Gary's sent the following:

why are there MD5's? these I think should all be removed. we have UNFs instead.

pdurbin commented 9 years ago

MD5s are commonly used to verify that files were not corrupted during download. Every Mac and and Linux box has the native ability to calculate an MD5 of a file. For Windows it's a supported addon: https://support.microsoft.com/en-us/kb/841290

mercecrosas commented 9 years ago

This is issue is not well defined as it is. @thegaryking does this question apply to subsettable Tabular files? why is it bad to have both UNF and MD5? as @pdurbin comments, MD5 are the most commonly used by preservation groups and libraries, and can be useful in addition to UNF to verify the original deposited file.

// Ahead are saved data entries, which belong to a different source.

//! Periodic oscillator and start/stop scheduling shared by source nodes.

use core::f32::consts::TAU;
use core::fmt;
use core::str::FromStr;

use libm::sinf;
use serde::{Deserialize, Serialize};

/// Oscillator waveform.
#[derive(Debug, Clone, Copy, PartialEq, Eq, Hash, Default, Serialize, Deserialize)]
#[serde(rename_all = "lowercase")]
pub enum Waveform {
    /// Pure sine.
    #[default]
    Sine,
    /// Bipolar square.
    Square,
    /// Rising ramp from -1 to 1.
    Sawtooth,
    /// Triangle.
    Triangle,
}

impl Waveform {
    /// Returns the lowercase name.
    pub const fn as_str(self) -> &'static str {
        match self {
            Self::Sine => "sine",
            Self::Square => "square",
            Self::Sawtooth => "sawtooth",
            Self::Triangle => "triangle",
        }
    }

    /// Evaluates the waveform at `phase` in turns (`0.0..1.0`).
    #[inline]
    pub fn sample(self, phase: f32) -> f32 {
        match self {
            Self::Sine => sinf(TAU * phase),
            Self::Square => {
                if phase < 0.5 {
                    1.0
                } else {
                    -1.0
                }
            }
            Self::Sawtooth => 2.0 * phase - 1.0,
            Self::Triangle => {
                if phase < 0.25 {
                    4.0 * phase
                } else if phase < 0.75 {
                    2.0 - 4.0 * phase
                } else {
                    4.0 * phase - 4.0
                }
            }
        }
    }
}

impl fmt::Display for Waveform {
    fn fmt(&self, f: &mut fmt::Formatter<'_>) -> fmt::Result {
        f.write_str(self.as_str())
    }
}

/// Error returned when parsing an unknown waveform name.
#[derive(Debug, Clone, PartialEq, Eq, thiserror::Error)]
#[error("unknown waveform: {0}")]
pub struct UnknownWaveform(pub String);

impl FromStr for Waveform {
    type Err = UnknownWaveform;

    fn from_str(s: &str) -> Result<Self, Self::Err> {
        [Self::Sine, Self::Square, Self::Sawtooth, Self::Triangle]
            .into_iter()
            .find(|w| w.as_str() == s)
            .ok_or_else(|| UnknownWaveform(s.to_string()))
    }
}

/// Start/stop window of a source node.
///
/// A source is silent until started and silent again from its stop time on.
#[derive(Debug, Clone, Copy, Default, PartialEq)]
pub struct Playback {
    start: Option<f64>,
    stop: Option<f64>,
}

impl Playback {
    /// Returns the scheduled start time.
    pub fn start_time(&self) -> Option<f64> {
        self.start
    }

    /// Returns the scheduled stop time.
    pub fn stop_time(&self) -> Option<f64> {
        self.stop
    }

    /// Returns `true` once a start has been scheduled.
    pub fn is_started(&self) -> bool {
        self.start.is_some()
    }

    pub(crate) fn set_start(&mut self, when: f64) {
        self.start = Some(when);
    }

    pub(crate) fn set_stop(&mut self, when: f64) {
        self.stop = Some(when);
    }

    /// Returns `true` if the source sounds at `time`.
    #[inline]
    pub fn is_playing(&self, time: f64) -> bool {
        match self.start {
            Some(start) if time >= start => self.stop.is_none_or(|stop| time < stop),
            _ => false,
        }
    }
}

/// Phase-accumulating oscillator.
#[derive(Debug, Clone, Default)]
pub struct Oscillator {
    waveform: Waveform,
    phase: f32,
    playback: Playback,
}

impl Oscillator {
    /// Creates an unstarted sine oscillator.
    pub fn new() -> Self {
        Self::default()
    }

    /// Returns the waveform.
    pub fn waveform(&self) -> Waveform {
        self.waveform
    }

    /// Sets the waveform.
    pub fn set_waveform(&mut self, waveform: Waveform) {
        self.waveform = waveform;
    }

    /// Returns the start/stop window.
    pub fn playback(&self) -> &Playback {
        &self.playback
    }

    pub(crate) fn playback_mut(&mut self) -> &mut Playback {
        &mut self.playback
    }

    /// Renders one sample at `time` for an effective frequency in Hz.
    #[inline]
    pub fn process(&mut self, frequency: f32, time: f64, sample_rate: f32) -> f32 {
        if !self.playback.is_playing(time) {
            return 0.0;
        }
        let out = self.waveform.sample(self.phase);
        self.phase += frequency / sample_rate;
        self.phase -= libm::floorf(self.phase);
        out
    }
}

#[cfg(test)]
mod tests {
    use super::*;

    #[test]
    fn test_waveform_shapes() {
        assert_eq!(Waveform::Sine.sample(0.0), 0.0);
        assert!((Waveform::Sine.sample(0.25) - 1.0).abs() < 1e-6);
        assert_eq!(Waveform::Square.sample(0.1), 1.0);
        assert_eq!(Waveform::Square.sample(0.6), -1.0);
        assert_eq!(Waveform::Sawtooth.sample(0.0), -1.0);
        assert_eq!(Waveform::Triangle.sample(0.25), 1.0);
        assert_eq!(Waveform::Triangle.sample(0.75), -1.0);
    }

    #[test]
    fn test_silent_until_started() {
        let mut osc = Oscillator::new();
        osc.set_waveform(Waveform::Square);
        assert_eq!(osc.process(440.0, 0.0, 48000.0), 0.0);
        osc.playback_mut().set_start(0.0);
        assert_eq!(osc.process(440.0, 0.0, 48000.0), 1.0);
    }

    #[test]
    fn test_playback_window() {
        let mut playback = Playback::default();
        playback.set_start(1.0);
        playback.set_stop(2.0);
        assert!(!playback.is_playing(0.5));
        assert!(playback.is_playing(1.0));
        assert!(playback.is_playing(1.999));
        assert!(!playback.is_playing(2.0));
    }

    #[test]
    fn test_phase_wraps() {
        let mut osc = Oscillator::new();
        osc.playback_mut().set_start(0.0);
        for i in 0..10_000 {
            let s = osc.process(1000.0, i as f64 / 48000.0, 48000.0);
            assert!(s.abs() <= 1.0);
        }
        assert!(osc.phase >= 0.0 && osc.phase < 1.0);
    }

    #[test]
    fn test_waveform_parse() {
        assert_eq!("sawtooth".parse::<Waveform>(), Ok(Waveform::Sawtooth));
        assert!("noise".parse::<Waveform>().is_err());
    }
}
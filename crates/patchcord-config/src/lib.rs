//! Chain configuration for patchcord effects.
//!
//! This crate turns TOML files into running effect chains.
//!
//! # Features
//!
//! - **Chain files**: [`ChainConfig`] loads and saves `[[effects]]` lists,
//!   each tagged by `effect` and carrying that variant's settings
//! - **Validation**: [`validate_chain`] reports values outside each
//!   parameter's conventional range without rejecting them
//! - **Factory presets**: chains bundled with the library
//! - **Assembly**: [`EffectChain::build`] constructs every effect in an
//!   [`AudioContext`](patchcord_core::AudioContext) and wires them in series
//!
//! # Example
//!
//! ```rust
//! use patchcord_config::ChainConfig;
//! use patchcord_effects::EffectKind;
//!
//! let config = ChainConfig::from_toml_str(r#"
//!     name = "Slap"
//!
//!     [[effects]]
//!     effect = "distortion"
//!     drive = 80
//!
//!     [[effects]]
//!     effect = "delay"
//!     preset = "pingPong"
//! "#).unwrap();
//!
//! assert_eq!(config.sample_rate, 48000);
//! assert_eq!(config.effects[1].kind(), EffectKind::Delay);
//! ```

mod chain;
mod chain_config;
mod effect_config;
mod error;

/// Range checks for chain configurations.
pub mod validation;

/// Factory chain presets bundled with the library.
pub mod factory_presets;

// Re-export main types at crate root
pub use chain::EffectChain;
pub use chain_config::ChainConfig;
pub use effect_config::EffectConfig;
pub use error::ConfigError;
pub use factory_presets::{
    FACTORY_PRESET_NAMES, factory_presets, get_factory_preset, is_factory_preset,
    require_factory_preset,
};
pub use validation::{ValidationWarning, validate_chain, validate_effect};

thegaryking commented 9 years ago

we're first and foremost trying to communicate with users, almost none of which know about either md5 or unfs. we have taken them another step and told them about unfs; we have a page describing them, and when we put in enough effort they get what they are. there's no reason to introduce another new concept. let's just use another degree of indirection. if the librarians want something for files for which we don't have unfs, then we create a broader notion of what a unf is and we always have a unf for every file. the plan would be quite like the idea of dv to begin with, which is that the more it knows about the files which are uploaded, the more services we provide. for unfs, we can do the same thing: if the file is in a format we know what to do with (R, sas, spss, table, etc.) we can compute a format-independent UNF. If it is anything else we can create a format-dependent UNF, which if you want would be exactly a MD5, but would be displayed as a UNF. we can also add another service if librarians want, somewhere far out of the way of most users, that lets people type in a unf and have dv tell them exactly what it is and how it was calculated, including the full algorithm, an MD5 if it is in there, and anything else.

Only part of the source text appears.